HANNAH ARENDT ES UNA MUJER difícil de encasillar. Aunque de origen judío, no era religiosa ni creía en un Dios a la manera tradicional. Se autodenominó agnóstica en varias ocasiones y, sin embargo, era una mujer de fe. Pasó la mayor parte de su vida intentando que sus contemporáneos la recuperaran: la fe en la razón, la fe en la humanidad, la fe en el mundo. Hay dos elementos persistentes a lo largo de su vida y de su obra: la confianza y el pensamiento. Estos se alimentan mutuamente: Arendt confiaba en el pensamiento y cuanto más pensaba, más aumentaba su confianza en él.

Había nacido en octubre de 1906 en un pueblo cercano a Hannover. Estudia en Marburgo, donde conoce a Martin Heidegger, se traslada a Friburgo para estudiar con Husserl y finalmente se doctora en Heidelberg en 1929 con una tesis sobre El concepto de amor en san Agustín, dirigida por Karl Jaspers. Desarrolla una amplia actividad política en estos años y ante la persecución de los judíos decide emigrar a los Estados Unidos, donde se instala a partir de 1941 con su segundo esposo Heinrich Blücher. En los Estados Unidos trabajó como periodista y como profesora de ciencia política en varias universidades. Reflexionó mucho sobre su experiencia vital en Alemania y en Estados Unidos. En 1951 obtendrá la nacionalidad estadounidense, después de años de apátrida por habérsele retirado la nacionalidad en Alemania.

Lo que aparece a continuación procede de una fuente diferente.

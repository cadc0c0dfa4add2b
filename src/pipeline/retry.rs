//! # Retry Controller
//!
//! Sends one request up to `max_attempts` times. Only an unusable response
//! body is worth another try; transport problems end the turn at once.
//!
//! ```text
//! attempt ──► Success(text) ─────────────────────────► done
//!    │
//!    ├──► Recoverable ──► attempts left? ──yes──► sleep(backoff) ──► attempt
//!    │                          └──no──► done (MalformedResponse)
//!    └──► Fatal ─────────────────────────────────────► done
//! ```

use std::time::Duration;

use log::{debug, error, info, warn};

use super::TurnError;
use crate::core::config::{DEFAULT_MAX_RETRIES, DEFAULT_RETRY_BACKOFF_MS, DEFAULT_TIMEOUT_SECS};
use crate::inference::{CompletionProvider, CompletionRequest, ProviderError};

#[derive(Debug, Clone, Copy, PartialEq, Eq)]
pub struct RetryPolicy {
    /// Total attempts, including the first. Never below 1.
    pub max_attempts: u8,
    /// Fixed pause before each retry.
    pub backoff: Duration,
    /// Upper bound for one attempt, enforced on top of the client timeout.
    pub attempt_timeout: Duration,
}

impl Default for RetryPolicy {
    fn default() -> Self {
        Self {
            max_attempts: DEFAULT_MAX_RETRIES,
            backoff: Duration::from_millis(DEFAULT_RETRY_BACKOFF_MS),
            attempt_timeout: Duration::from_secs(DEFAULT_TIMEOUT_SECS),
        }
    }
}

/// What one attempt means for the turn.
#[derive(Debug, Clone, PartialEq)]
pub enum AttemptOutcome {
    Success(String),
    Recoverable(TurnError),
    Fatal(TurnError),
}

impl AttemptOutcome {
    pub fn classify(result: Result<String, ProviderError>) -> Self {
        match result {
            Ok(text) => AttemptOutcome::Success(text),
            Err(ProviderError::Parse(msg)) => {
                AttemptOutcome::Recoverable(TurnError::MalformedResponse(msg))
            }
            Err(e @ (ProviderError::Network(_) | ProviderError::Timeout | ProviderError::Api { .. })) => {
                AttemptOutcome::Fatal(TurnError::TransportFailure(e.to_string()))
            }
            Err(ProviderError::Config(msg)) => {
                AttemptOutcome::Fatal(TurnError::UnclassifiedFailure(msg))
            }
        }
    }
}

/// Result of the whole retry loop.
#[derive(Debug, Clone, PartialEq)]
pub struct RetryReport {
    /// Raw completion text, or the error that ended the loop.
    pub result: Result<String, TurnError>,
    /// Attempts actually made. Always `1..=max_attempts`.
    pub attempts: u8,
}

async fn attempt(
    provider: &dyn CompletionProvider,
    request: &CompletionRequest,
    timeout: Duration,
) -> AttemptOutcome {
    match tokio::time::timeout(timeout, provider.complete(request)).await {
        Ok(result) => AttemptOutcome::classify(result),
        Err(_) => {
            warn!("Attempt exceeded {:?}", timeout);
            AttemptOutcome::Fatal(TurnError::TransportFailure(
                ProviderError::Timeout.to_string(),
            ))
        }
    }
}

/// Runs the retry loop for one turn. The request is resent unchanged.
pub async fn send_with_retry(
    provider: &dyn CompletionProvider,
    request: &CompletionRequest,
    policy: &RetryPolicy,
) -> RetryReport {
    let max_attempts = policy.max_attempts.max(1);
    let mut attempts: u8 = 0;

    loop {
        attempts += 1;
        debug!(
            "Sending to {} (attempt {}/{})",
            provider.name(),
            attempts,
            max_attempts
        );

        match attempt(provider, request, policy.attempt_timeout).await {
            AttemptOutcome::Success(text) => {
                info!("Completion received after {} attempt(s)", attempts);
                return RetryReport {
                    result: Ok(text),
                    attempts,
                };
            }
            AttemptOutcome::Recoverable(e) => {
                error!("Unusable response on attempt {}: {}", attempts, e);
                if attempts >= max_attempts {
                    warn!("Giving up after {} attempts", attempts);
                    return RetryReport {
                        result: Err(e),
                        attempts,
                    };
                }
                tokio::time::sleep(policy.backoff).await;
            }
            AttemptOutcome::Fatal(e) => {
                error!("Attempt {} failed, not retrying: {}", attempts, e);
                return RetryReport {
                    result: Err(e),
                    attempts,
                };
            }
        }
    }
}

En su libro Eichmann en Jerusalén, de 1961, Arendt propone una tesis para intentar comprender cómo hombres y mujeres aparentemente normales pudieron prestarse a las atrocidades cometidas durante la Alemania nazi. Sostenía que el mal de un hombre como Adolf Eichmann, un ejemplo de hombre cualquiera, no era un mal calculado, sádico o ideológico, sino que, al contrario, era un mal banal, superficial, resultado no del exceso de pensamiento, sino precisamente de su ausencia. Fue la incapacidad personal de dar una respuesta reflexionada a una situación moral conflictiva lo que llevó a estas personas a convertirse en asesinos y en colaboradores del mal. Este intento de arrojar luz sobre lo que ocurrió entre 1940-1945 le valió duras críticas por «defender a un nazi y traicionar a su propio pueblo». Lo que muchos no entendieron fue que, durante el juicio de Eichmann, la filósofa alemana no intentó defender a un demonio, sino defender a la humanidad.

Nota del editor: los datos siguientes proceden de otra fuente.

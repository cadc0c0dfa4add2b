//! # Actions
//!
//! Everything that can happen in the bot becomes an `Action`.
//! User presses Enter? That's `Action::Submit(text)`.
//! The background turn shows another word? That's `Action::RevealFrame(frame)`.
//!
//! `update()` applies an action to the state and returns an [`Effect`] for
//! the adapter to carry out. No I/O here.
//!
//! ```text
//! State + Action  →  update()  →  New State + Effect
//! ```

use log::{debug, info};

use crate::core::state::App;
use crate::inference::Credential;
use crate::pipeline::{PreparedTurn, TurnReply, TurnStart, begin_turn};

#[derive(Debug, Clone, PartialEq)]
pub enum Action {
    Submit(String),
    SetCredential(Credential),
    /// Temperature change in tenths.
    AdjustTemperature(i8),
    AdjustRetries(i8),
    ResetChat,
    RevealFrame(String),
    ShowError(String),
    TurnFinished(TurnReply),
    Quit,
}

/// Side effect requested by `update()`.
#[derive(Debug, Clone, PartialEq)]
pub enum Effect {
    None,
    /// Run the prepared turn in the background.
    Dispatch(PreparedTurn),
    Quit,
}

pub fn update(app: &mut App, action: Action) -> Effect {
    match action {
        Action::Submit(text) => {
            if app.is_loading {
                debug!("Submit ignored: turn in flight");
                return Effect::None;
            }
            app.error = None;
            let today = chrono::Local::now().date_naive();
            match begin_turn(&mut app.session, &text, app.topic_filter, today) {
                TurnStart::Abandoned(e) => {
                    app.error = Some(e.user_message());
                    app.status_message = String::from("API key required (Ctrl+K)");
                    Effect::None
                }
                TurnStart::Refused => {
                    app.status_message = String::from("Off-topic prompt refused");
                    Effect::None
                }
                TurnStart::Dispatch(turn) => {
                    app.is_loading = true;
                    app.reveal = Some(String::new());
                    app.status_message = String::from("🔍 Checking the latest sneaker news...");
                    Effect::Dispatch(turn)
                }
            }
        }
        Action::SetCredential(credential) => {
            app.status_message = if credential.is_missing() {
                String::from("API key cleared")
            } else {
                format!("API key set ({})", credential.masked())
            };
            app.session.config.set_credential(credential);
            Effect::None
        }
        Action::AdjustTemperature(steps) => {
            app.session.config.adjust_temperature(steps);
            app.status_message =
                format!("Temperature: {:.1}", app.session.config.temperature());
            Effect::None
        }
        Action::AdjustRetries(delta) => {
            app.session.config.adjust_max_retries(delta);
            app.status_message = format!("Max retries: {}", app.session.config.max_retries());
            Effect::None
        }
        Action::ResetChat => {
            if app.is_loading {
                debug!("Reset ignored: turn in flight");
                return Effect::None;
            }
            app.session.reset();
            app.error = None;
            app.reveal = None;
            app.status_message = String::from("Chat cleared");
            Effect::None
        }
        Action::RevealFrame(frame) => {
            if app.is_loading {
                app.reveal = Some(frame);
            }
            Effect::None
        }
        Action::ShowError(message) => {
            app.error = Some(message);
            Effect::None
        }
        Action::TurnFinished(reply) => {
            info!(
                "Turn finished after {} attempt(s), failed={}",
                reply.attempts,
                reply.error.is_some()
            );
            app.session.record_reply(&reply.content);
            app.is_loading = false;
            app.reveal = None;
            app.status_message = match &reply.error {
                Some(e) => format!("Failed: {e}"),
                None => format!("Reply received ({} attempt(s))", reply.attempts),
            };
            Effect::None
        }
        Action::Quit => Effect::Quit,
    }
}
//! Keyword gate for keeping the bot on sneakers.
//!
//! Off by default. When enabled, a prompt that mentions none of the keywords
//! below is answered with a canned refusal and never reaches the API.

/// Lowercase keywords. Matching is case-insensitive substring search.
const SNEAKER_KEYWORDS: &[&str] = &[
    "sneaker",
    "shoe",
    "kicks",
    "release",
    "drop",
    "raffle",
    "restock",
    "resell",
    "retail",
    "colorway",
    "snkrs",
    "stockx",
    "goat",
    "nike",
    "jordan",
    "adidas",
    "yeezy",
    "new balance",
    "puma",
    "reebok",
    "converse",
    "vans",
    "asics",
    "air max",
    "dunk",
];

/// True if `text` mentions anything sneaker-related.
pub fn is_on_topic(text: &str) -> bool {
    let lowered = text.to_lowercase();
    SNEAKER_KEYWORDS.iter().any(|kw| lowered.contains(kw))
}

#[cfg(test)]
mod tests {
    use super::*;

    macro_rules! test_topic_rules {
        ($($name:ident: $input:expr => $expected:expr),* $(,)?) => {
            $(
                #[test]
                fn $name() {
                    assert_eq!(is_on_topic($input), $expected, "input: {:?}", $input);
                }
            )*
        };
    }

    test_topic_rules! {
        brand_name: "When do the new Jordans drop?" => true,
        mixed_case: "any SNKRS exclusives this week" => true,
        multi_word_keyword: "new balance 550 restock" => true,
        keyword_inside_word: "Sneakerheads unite" => true,
        resale_market: "what's the StockX price" => true,
        weather_question: "What's the weather in Paris?" => false,
        empty_prompt: "" => false,
        math_question: "what is 2 + 2" => false,
    }
}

La situación intelectual y general en la que Hannah Arendt desarrolla su tesis de la banalidad del mal era de desconfianza ante el mundo y ante el ser humano mismo. Los hombres desconfiaban de la razón porque creían que esta había llevado a tan inmensos desastres: era la razón la que había construido las cámaras de gas y las armas nucleares. Lo que Arendt logra es precisamente refutar esta idea al afirmar que el mal no tiene profundidad, que el mal —de ordinario— no proviene del cálculo, sino precisamente de la falta de reflexión, de la superficialidad.

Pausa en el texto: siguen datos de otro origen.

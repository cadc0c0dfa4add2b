//! # InputBox Component
//!
//! One-line prompt field. Doubles as the credential entry field, in which
//! case every character is drawn as a bullet.
//!
//! ## State Management
//!
//! The buffer is internal state (`LineEditor`). `masked` and `disabled` are
//! props set by the parent each frame.

mod editor;

use ratatui::Frame;
use ratatui::layout::Rect;
use ratatui::style::{Color, Modifier, Style};
use ratatui::widgets::{Block, Paragraph};

use crate::tui::component::{Component, EventHandler};
use crate::tui::event::TuiEvent;

use editor::{LineEditor, visible_tail};

/// Border (2) + padding (2) consumed horizontally by the bordered block
const HORIZONTAL_OVERHEAD: u16 = 4;
/// Offset from area edge to content (border + padding)
const CONTENT_OFFSET: u16 = 2;
/// Borders plus one line of text
pub const INPUT_HEIGHT: u16 = 3;

const MASK_CHAR: char = '•';

/// High-level events emitted by the InputBox
#[derive(Debug, Clone, PartialEq)]
pub enum InputEvent {
    /// Enter pressed with non-blank text (or any text when masked)
    Submit(String),
    ContentChanged,
}

pub struct InputBox {
    editor: LineEditor,
    /// Draw characters as bullets (Prop)
    pub masked: bool,
    /// Grey out while a turn is in flight (Prop)
    pub disabled: bool,
}

impl Default for InputBox {
    fn default() -> Self {
        Self::new()
    }
}

impl InputBox {
    pub fn new() -> Self {
        Self {
            editor: LineEditor::default(),
            masked: false,
            disabled: false,
        }
    }

    pub fn text(&self) -> &str {
        self.editor.text()
    }

    /// Drops whatever was typed.
    pub fn clear(&mut self) {
        self.editor.take();
    }

    fn display_text(&self) -> String {
        if self.masked {
            MASK_CHAR.to_string().repeat(self.editor.char_count())
        } else {
            self.editor.text().to_string()
        }
    }

    fn title(&self) -> &'static str {
        match (self.masked, self.disabled) {
            (true, _) => "🔑 OpenRouter API Key (Enter: save, Esc: cancel)",
            (false, true) => "🔍 Checking the latest sneaker news...",
            (false, false) => "Ask about sneakers...",
        }
    }
}

impl Component for InputBox {
    fn render(&mut self, frame: &mut Frame, area: Rect) {
        let inner_width = area.width.saturating_sub(HORIZONTAL_OVERHEAD);
        let cursor_column = self.editor.cursor_column(self.masked);
        let (visible, dropped) = visible_tail(&self.display_text(), inner_width, cursor_column);

        let (style, border_style) = match (self.masked, self.disabled) {
            (true, _) => (
                Style::default().fg(Color::Yellow),
                Style::default().fg(Color::Yellow),
            ),
            (false, true) => (
                Style::default().fg(Color::DarkGray),
                Style::default().add_modifier(Modifier::DIM),
            ),
            (false, false) => (Style::default().fg(Color::Green), Style::default()),
        };

        let block = Block::bordered()
            .border_type(ratatui::widgets::BorderType::Rounded)
            .border_style(border_style)
            .title(self.title())
            .padding(ratatui::widgets::Padding::horizontal(1));

        frame.render_widget(Paragraph::new(visible).block(block).style(style), area);

        if !self.disabled {
            let column = cursor_column.saturating_sub(dropped);
            frame.set_cursor_position((area.x + CONTENT_OFFSET + column, area.y + 1));
        }
    }
}

impl EventHandler for InputBox {
    type Event = InputEvent;

    fn handle_event(&mut self, event: &TuiEvent) -> Option<Self::Event> {
        let changed = match event {
            TuiEvent::InputChar(c) => {
                self.editor.insert_char(*c);
                true
            }
            TuiEvent::Paste(text) => {
                self.editor.insert_str(text);
                true
            }
            TuiEvent::Backspace => self.editor.backspace(),
            TuiEvent::Delete => self.editor.delete(),
            TuiEvent::CursorLeft => self.editor.move_left(),
            TuiEvent::CursorRight => self.editor.move_right(),
            TuiEvent::CursorHome => self.editor.move_home(),
            TuiEvent::CursorEnd => self.editor.move_end(),
            TuiEvent::Submit => {
                // An empty key submission clears the credential
                if self.masked || !self.editor.is_blank() {
                    return Some(InputEvent::Submit(self.editor.take()));
                }
                false
            }
            _ => false,
        };
        changed.then_some(InputEvent::ContentChanged)
    }
}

Arendt recupera la confianza en el hombre como un ser que puede hacer el mal sin por ello ser pura maldad; en su comprensión del hombre queda espacio abierto a la redención, a la esperanza de que cuando el hombre se comporta como tal, no se convierte en un demonio. Somos capaces de hacer el mal, pero no es el pensamiento lo que nos lleva al mal, no son nuestras cualidades más humanas, sino más bien el no usarlas plenamente, lo que puede llevarnos a cometer crímenes horribles.

Pensar lleva a plantearnos las cuestiones últimas. Estos mismos principios son los que invocamos cuando tenemos dudas en nuestro actuar, cuando estamos en una encrucijada moral y necesitamos una guía. El problema surge cuando estos principios no existen, cuando la renuncia a pensar los ha convertido en clichés vacíos que se caen ante el más mínimo asomo de presión y no nos permiten ser capaces de dar una respuesta razonada y personal a los problemas. Respondía Hannah Arendt a Hans Jonas en 1972: «Yo estoy completamente segura de que toda esta catástrofe totalitaria no habría ocurrido si la gente todavía creyera en Dios o, mejor dicho, en el infierno, es decir, de haber existido aún principios últimos. Pero no los había. Y usted sabe tan bien como yo que no había principios últimos que hubieran podido invocarse con visos de éxito. No había nadie a quien invocar».